Stickers on a property



Its strange how you can travel around some parts of Canterbury and even Christchurch and its hard to tell the earthquakes ever happened, and then you can go to certain areas and its very clear!  As we were traveling out to the airport we drove past buildings in various states of demolition, and empty lots where this has already occurred, at the same time there are little signs of hope and resilience - the church below had a cute picture painted on it with 'I'll kiss it better"


A church being demolished in the cbd.

Wednesday, March 14, 2012

Out in the Field - Problem solving (and a helicopter)

Here at GeoNet we have a fancy system called 'BigBrother' that keeps an eye on all of the equipment we have out and about in NZ, when something goes wrong it alerts our technicians so they can get it fixed ASAP.

Occasionally this involves a wee trip in a helicopter....  

Before this (fun part) however, the technicians problem solve to figure out exactly what is/could be wrong with the sites. Once they have that figured out they load up with tools and various spare parts and head out to the often remote parts of NZ - that's why we need the helicopter.

OHOK site, looking for a spot to land



Today our first stop was the Okoha (OHOK) cGPS site.  Here Sam and Andrew replaced the radio as it was old and a bit temperamental.

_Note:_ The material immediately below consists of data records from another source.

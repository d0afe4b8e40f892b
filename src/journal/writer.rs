//! Decision journal writer
//!
//! `append` is the only way anything is written to a journal: serialize the
//! record to one line, take the advisory lock if it can be had, append the
//! line in a single write, fsync, release. The lock is best-effort: on
//! timeout the line is appended anyway.

use super::lock::{JournalLock, LockOptions};
use super::records::{
    AllocationPayload, AnomalyPayload, CycleMetrics, DecisionPayload, JournalRecord, PlanSummary,
    SignalPayload,
};
use crate::allocation::AllocationState;
use crate::errors::JournalError;
use crate::logger::{self, LogTag};
use crate::paths::JournalPaths;
use crate::pipeline::CycleOutcome;
use serde::Serialize;
use std::fs::{self, OpenOptions};
use std::io::Write;
use std::path::Path;

/// Append one JSON line to `path`
pub fn append<T: Serialize>(path: &Path, record: &T, options: &LockOptions) -> Result<(), JournalError> {
    let mut line = serde_json::to_vec(record).map_err(|source| JournalError::Serialize {
        path: path.to_path_buf(),
        source,
    })?;
    line.push(b'\n');

    if let Some(parent) = path.parent() {
        if !parent.as_os_str().is_empty() {
            fs::create_dir_all(parent).map_err(|source| JournalError::Write {
                path: path.to_path_buf(),
                source,
            })?;
        }
    }

    let _guard = JournalLock::acquire(path, options);

    let write_err = |source| JournalError::Write {
        path: path.to_path_buf(),
        source,
    };
    let mut file = OpenOptions::new()
        .create(true)
        .append(true)
        .open(path)
        .map_err(write_err)?;
    file.write_all(&line).map_err(write_err)?;
    file.sync_data().map_err(write_err)?;

    logger::verbose(
        LogTag::Journal,
        &format!("Appended {} bytes to {}", line.len(), path.display()),
    );
    Ok(())
}

/// Counts of one cycle's journal writes
#[derive(Debug, Clone, Copy, Default, PartialEq, Eq)]
pub struct WriteReport {
    pub written: usize,
    pub failed: usize,
}

impl WriteReport {
    fn track(&mut self, result: Result<(), JournalError>) {
        match result {
            Ok(()) => self.written += 1,
            Err(e) => {
                self.failed += 1;
                logger::error(LogTag::Journal, &format!("Journal write failed: {}", e));
            }
        }
    }
}

/// Stamps records with this process's run id and appends them
pub struct JournalWriter {
    paths: JournalPaths,
    lock: LockOptions,
    run_id: String,
}

impl JournalWriter {
    pub fn new(paths: JournalPaths, lock: LockOptions, run_id: impl Into<String>) -> Self {
        Self {
            paths,
            lock,
            run_id: run_id.into(),
        }
    }

    pub fn run_id(&self) -> &str {
        &self.run_id
    }

    pub fn paths(&self) -> &JournalPaths {
        &self.paths
    }

    fn write<T: Serialize>(&self, path: &Path, payload: T) -> Result<(), JournalError> {
        append(path, &JournalRecord::new(&self.run_id, payload), &self.lock)
    }

    /// One signal record, then one decision record per action
    ///
    /// Failures are logged and counted; the cycle goes on.
    pub fn record_cycle(&self, outcome: &CycleOutcome) -> WriteReport {
        let mut report = WriteReport::default();
        report.track(self.write(&self.paths.signals, signal_payload(outcome)));

        for action in &outcome.plan.actions {
            report.track(self.write(
                &self.paths.decisions,
                DecisionPayload {
                    cycle: outcome.cycle,
                    context: outcome.plan.context,
                    total_usd: outcome.plan.total_usd,
                    bucket: action.bucket,
                    direction: action.direction,
                    amount_usd: action.amount_usd,
                    capped: outcome.plan.safety.capped,
                },
            ));
        }
        report
    }

    pub fn record_allocation(
        &self,
        cycle: Option<u64>,
        state: &AllocationState,
        source: &str,
    ) -> Result<(), JournalError> {
        self.write(
            &self.paths.allocation,
            AllocationPayload {
                cycle,
                state: state.clone(),
                source: source.to_string(),
            },
        )
    }

    pub fn record_anomaly(&self, anomaly: AnomalyPayload) -> Result<(), JournalError> {
        self.write(&self.paths.anomalies, anomaly)
    }
}

fn signal_payload(outcome: &CycleOutcome) -> SignalPayload {
    SignalPayload {
        cycle: outcome.cycle,
        context: outcome.decision.label,
        score: outcome.decision.score,
        sample_size: outcome.decision.sample_size,
        reason: outcome.decision.reason.clone(),
        metrics: CycleMetrics {
            pools: outcome.pools_used,
            apr_change_median: outcome.decision.apr_change_median,
            tvl_change_median: outcome.decision.tvl_change_median,
            mode_inputs: outcome.mode_inputs.clone(),
        },
        mode: outcome.mode.clone(),
        policy: outcome.policy.clone(),
        plan: PlanSummary {
            actions: outcome.plan.actions.len(),
            moved_usd: outcome.plan.moved_usd(),
            total_usd: outcome.plan.total_usd,
            capped: outcome.plan.safety.capped,
            cancelled_reason: outcome.plan.safety.cancelled_reason.clone(),
        },
        exit: outcome.exit.clone(),
        scores: outcome.scores.clone(),
        fallbacks: outcome.fallbacks.clone(),
    }
}
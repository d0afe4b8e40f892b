use crate::logger::{self, LogTag};
use once_cell::sync::Lazy;
use std::sync::atomic::{AtomicBool, Ordering};
use std::time::Duration;
use tokio::sync::Notify;

// ═══════════════════════════════════════════════════════════════════════════════
// SHUTDOWN MANAGEMENT
// ═══════════════════════════════════════════════════════════════════════════════
//
// Cancellation is cooperative: the loop checks the flag once per iteration,
// and the only thing a signal interrupts is the sleep between cycles. A cycle
// in progress always runs to its end-of-cycle save point.
// ═══════════════════════════════════════════════════════════════════════════════

pub static SHUTDOWN_MANAGER: Lazy<ShutdownManager> = Lazy::new(ShutdownManager::new);

pub struct ShutdownManager {
    shutdown_requested: AtomicBool,
    wake: Notify,
}

impl ShutdownManager {
    pub fn new() -> Self {
        Self {
            shutdown_requested: AtomicBool::new(false),
            wake: Notify::new(),
        }
    }

    pub fn is_shutdown_requested(&self) -> bool {
        self.shutdown_requested.load(Ordering::Acquire)
    }

    /// Set the flag and wake a sleeping loop; repeated calls are no-ops
    pub fn request_shutdown(&self) {
        if !self.shutdown_requested.swap(true, Ordering::AcqRel) {
            self.wake.notify_one();
        }
    }

    /// Sleep for `duration` unless shutdown is requested first
    ///
    /// Returns true when the sleep was cut short.
    pub async fn sleep_or_shutdown(&self, duration: Duration) -> bool {
        if self.is_shutdown_requested() {
            return true;
        }
        tokio::select! {
            _ = tokio::time::sleep(duration) => self.is_shutdown_requested(),
            _ = self.wake.notified() => true,
        }
    }
}

impl Default for ShutdownManager {
    fn default() -> Self {
        Self::new()
    }
}

/// Install the Ctrl+C / SIGTERM handler
pub fn install_shutdown_handlers() -> Result<(), ctrlc::Error> {
    ctrlc::set_handler(|| {
        logger::warning(
            LogTag::System,
            "Shutdown signal received, finishing current cycle",
        );
        SHUTDOWN_MANAGER.request_shutdown();
    })
}

pub fn is_shutdown_requested() -> bool {
    SHUTDOWN_MANAGER.is_shutdown_requested()
}

pub fn request_shutdown() {
    SHUTDOWN_MANAGER.request_shutdown();
}

pub async fn sleep_or_shutdown(duration: Duration) -> bool {
    SHUTDOWN_MANAGER.sleep_or_shutdown(duration).await
}

#[cfg(test)]
mod tests {
    use super::*;

    #[tokio::test]
    async fn test_sleep_completes_without_signal() {
        let manager = ShutdownManager::new();
        assert!(!manager.sleep_or_shutdown(Duration::from_millis(5)).await);
    }

    #[tokio::test]
    async fn test_request_interrupts_sleep() {
        let manager = ShutdownManager::new();
        manager.request_shutdown();
        let started = std::time::Instant::now();
        assert!(manager.sleep_or_shutdown(Duration::from_secs(30)).await);
        assert!(started.elapsed() < Duration::from_secs(5));
        manager.request_shutdown();
        assert!(manager.is_shutdown_requested());
    }
}
use crate::artifact::ArtifactKind;
use crate::job::Stage;
use chrono::{DateTime, Utc};
use serde::{Deserialize, Serialize};
use sha2::{Digest, Sha256};
use uuid::Uuid;

/// A named worker capability; each task is handled by exactly one role.
#[derive(Debug, Clone, Copy, PartialEq, Eq, Hash, Serialize, Deserialize)]
#[serde(rename_all = "snake_case")]
pub enum Role {
    Prd,
    Plan,
    FeatureTree,
    Architecture,
    Uiux,
    Development,
    Qa,
    Security,
    Documentation,
    Support,
    PmReview,
    Delivery,
}

impl Role {
    /// All roles, in workflow order.
    pub const ALL: [Role; 12] = [
        Role::Prd,
        Role::Plan,
        Role::FeatureTree,
        Role::Architecture,
        Role::Uiux,
        Role::Development,
        Role::Qa,
        Role::Security,
        Role::Documentation,
        Role::Support,
        Role::PmReview,
        Role::Delivery,
    ];

    /// Stable string form, also used as queue and allowlist keys.
    pub fn as_str(self) -> &'static str {
        match self {
            Role::Prd => "prd",
            Role::Plan => "plan",
            Role::FeatureTree => "feature_tree",
            Role::Architecture => "architecture",
            Role::Uiux => "uiux",
            Role::Development => "development",
            Role::Qa => "qa",
            Role::Security => "security",
            Role::Documentation => "documentation",
            Role::Support => "support",
            Role::PmReview => "pm_review",
            Role::Delivery => "delivery",
        }
    }

    /// The artifact kind this role produces.
    pub fn artifact_kind(self) -> ArtifactKind {
        match self {
            Role::Prd => ArtifactKind::Prd,
            Role::Plan => ArtifactKind::Plan,
            Role::FeatureTree => ArtifactKind::FeatureTree,
            Role::Architecture => ArtifactKind::Architecture,
            Role::Uiux => ArtifactKind::Uiux,
            Role::Development => ArtifactKind::Development,
            Role::Qa => ArtifactKind::Qa,
            Role::Security => ArtifactKind::Security,
            Role::Documentation => ArtifactKind::Documentation,
            Role::Support => ArtifactKind::Support,
            Role::PmReview => ArtifactKind::PmReview,
            Role::Delivery => ArtifactKind::Delivery,
        }
    }

    /// Roles whose artifacts this role's tasks consume.
    ///
    /// Dependency task ids are resolved against these roles when a wave is
    /// generated.
    pub fn dependency_roles(self) -> &'static [Role] {
        match self {
            Role::Prd => &[],
            Role::Plan | Role::FeatureTree => &[Role::Prd],
            Role::Architecture => &[Role::Prd, Role::Plan],
            Role::Uiux => &[Role::Architecture],
            Role::Development => &[Role::Architecture, Role::Uiux],
            Role::Qa | Role::Security | Role::Documentation | Role::Support => {
                &[Role::Development]
            }
            Role::PmReview => &[Role::Qa, Role::Security, Role::Documentation, Role::Support],
            Role::Delivery => &[Role::PmReview],
        }
    }
}

impl std::fmt::Display for Role {
    fn fmt(&self, f: &mut std::fmt::Formatter<'_>) -> std::fmt::Result {
        write!(f, "{}", self.as_str())
    }
}

impl std::str::FromStr for Role {
    type Err = String;

    fn from_str(s: &str) -> Result<Self, Self::Err> {
        Role::ALL
            .iter()
            .copied()
            .find(|r| r.as_str() == s)
            .ok_or_else(|| format!("unknown role '{s}'"))
    }
}

/// Status of a task, owned piecewise: the Orchestrator creates tasks
/// (`pending`) and cancels them, the Dispatcher moves `queued` ⇄ `claimed`,
/// the worker moves `claimed → running → succeeded | failed`.
#[derive(Debug, Clone, Copy, PartialEq, Eq, Serialize, Deserialize)]
#[serde(rename_all = "snake_case")]
pub enum TaskStatus {
    Pending,
    Queued,
    Claimed,
    Running,
    Succeeded,
    Failed,
    Cancelled,
}

impl TaskStatus {
    /// Whether no further transition is legal.
    pub fn is_terminal(self) -> bool {
        matches!(
            self,
            TaskStatus::Succeeded | TaskStatus::Failed | TaskStatus::Cancelled
        )
    }

    /// Legality of a transition along the status DAG.
    ///
    /// `claimed → queued` is the lease-expiry path and `running → queued`
    /// the retry path; both restart the attempt without passing through a
    /// terminal state.
    pub fn can_transition_to(self, next: TaskStatus) -> bool {
        use TaskStatus::*;
        matches!(
            (self, next),
            (Pending, Queued)
                | (Pending, Cancelled)
                | (Queued, Claimed)
                | (Queued, Cancelled)
                | (Claimed, Running)
                | (Claimed, Queued)
                | (Claimed, Cancelled)
                | (Running, Succeeded)
                | (Running, Failed)
                | (Running, Queued)
                | (Running, Cancelled)
        )
    }
}

impl std::fmt::Display for TaskStatus {
    fn fmt(&self, f: &mut std::fmt::Formatter<'_>) -> std::fmt::Result {
        let s = match self {
            TaskStatus::Pending => "pending",
            TaskStatus::Queued => "queued",
            TaskStatus::Claimed => "claimed",
            TaskStatus::Running => "running",
            TaskStatus::Succeeded => "succeeded",
            TaskStatus::Failed => "failed",
            TaskStatus::Cancelled => "cancelled",
        };
        write!(f, "{s}")
    }
}

/// The time-bounded claim a worker holds on a task.
#[derive(Debug, Clone, Copy, PartialEq, Eq, Serialize, Deserialize)]
pub struct ClaimLease {
    /// The worker holding the claim.
    pub worker_id: Uuid,
    /// When the claim lapses unless renewed by a heartbeat.
    pub expires_at: DateTime<Utc>,
}

impl ClaimLease {
    /// Whether the lease has lapsed at `now`.
    pub fn is_expired(&self, now: DateTime<Utc>) -> bool {
        self.expires_at <= now
    }
}

/// One unit of work executed by one worker for one role within a job.
#[derive(Debug, Clone, Serialize, Deserialize)]
pub struct Task {
    /// Deterministic identifier derived from (job, stage, role, wave index).
    pub id: Uuid,
    /// The owning job.
    pub job_id: Uuid,
    /// The worker role that handles this task.
    pub role: Role,
    /// Free-form operation name; builtin handlers use the role string.
    pub task_type: String,
    /// The stage this task belongs to.
    pub stage: Stage,
    /// Current status.
    pub status: TaskStatus,
    /// Queue precedence; lower values run first.
    pub priority: i32,
    /// Task ids that must be `succeeded` before this task becomes eligible.
    pub dependencies: Vec<Uuid>,
    /// Input payload handed to the role handler.
    pub input: serde_json::Value,
    /// Output payload, set exactly when the task succeeds.
    pub output: Option<serde_json::Value>,
    /// Error string from the most recent failure.
    pub error: Option<String>,
    /// The active claim, if any.
    pub lease: Option<ClaimLease>,
    /// Execution attempts so far (first attempt is 1).
    pub attempt: u32,
    /// Attempts allowed before the failure becomes terminal.
    pub max_attempts: u32,
    /// Per-attempt handler deadline.
    pub deadline_seconds: u64,
    /// UTC creation timestamp.
    pub created_at: DateTime<Utc>,
    /// UTC timestamp of the last mutation.
    pub updated_at: DateTime<Utc>,
}

impl Task {
    /// Derives the stable task id for a (job, stage, role, wave index) slot.
    ///
    /// Regenerating a wave after a restart therefore reproduces the same
    /// ids, which is what makes wave generation idempotent.
    pub fn derive_id(job_id: Uuid, stage: Stage, role: Role, wave_index: u32) -> Uuid {
        let mut hasher = Sha256::new();
        hasher.update(job_id.as_bytes());
        hasher.update(stage.to_string().as_bytes());
        hasher.update(role.as_str().as_bytes());
        hasher.update(wave_index.to_be_bytes());
        let digest = hasher.finalize();
        let mut bytes = [0u8; 16];
        bytes.copy_from_slice(&digest[..16]);
        Uuid::from_bytes(bytes)
    }

    /// Creates a pending task in the given wave slot.
    pub fn new(job_id: Uuid, stage: Stage, role: Role, wave_index: u32) -> Self {
        let now = Utc::now();
        Self {
            id: Self::derive_id(job_id, stage, role, wave_index),
            job_id,
            role,
            task_type: role.as_str().to_string(),
            stage,
            status: TaskStatus::Pending,
            priority: stage.ordinal(),
            dependencies: Vec::new(),
            input: serde_json::Value::Null,
            output: None,
            error: None,
            lease: None,
            attempt: 0,
            max_attempts: 3,
            deadline_seconds: 600,
            created_at: now,
            updated_at: now,
        }
    }

    /// Sets the dependency task ids.
    pub fn with_dependencies(mut self, deps: Vec<Uuid>) -> Self {
        self.dependencies = deps;
        self
    }

    /// Sets the input payload.
    pub fn with_input(mut self, input: serde_json::Value) -> Self {
        self.input = input;
        self
    }

    /// Overrides the queue priority.
    pub fn with_priority(mut self, priority: i32) -> Self {
        self.priority = priority;
        self
    }

    /// Overrides the retry budget.
    pub fn with_max_attempts(mut self, max_attempts: u32) -> Self {
        self.max_attempts = max_attempts;
        self
    }

    /// Overrides the per-attempt deadline.
    pub fn with_deadline_seconds(mut self, deadline_seconds: u64) -> Self {
        self.deadline_seconds = deadline_seconds;
        self
    }

    /// Whether all dependencies appear in `succeeded_ids` and the task is
    /// still waiting to be queued.
    pub fn is_ready(&self, succeeded_ids: &[Uuid]) -> bool {
        self.status == TaskStatus::Pending
            && self.dependencies.iter().all(|d| succeeded_ids.contains(d))
    }
}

Boys playing nicely together.


Testing the comms.
























Flying over DURV












Next stop was D'Urville Island here  to our cGPS site DURV.  which was also having some communication problems, this was fixed by replacing a broken freewave radio.




Sam fixing!










cGPS and our chopper for the morning.



















The boys also did some general site maintenance and upgrading whilst we were there. Both sites are now back up and running.





A cute little island and lighthouse!






And to finish, a couple of scenic shots - if only every day was like this!




thanks to JK @ Helipro for flying us today!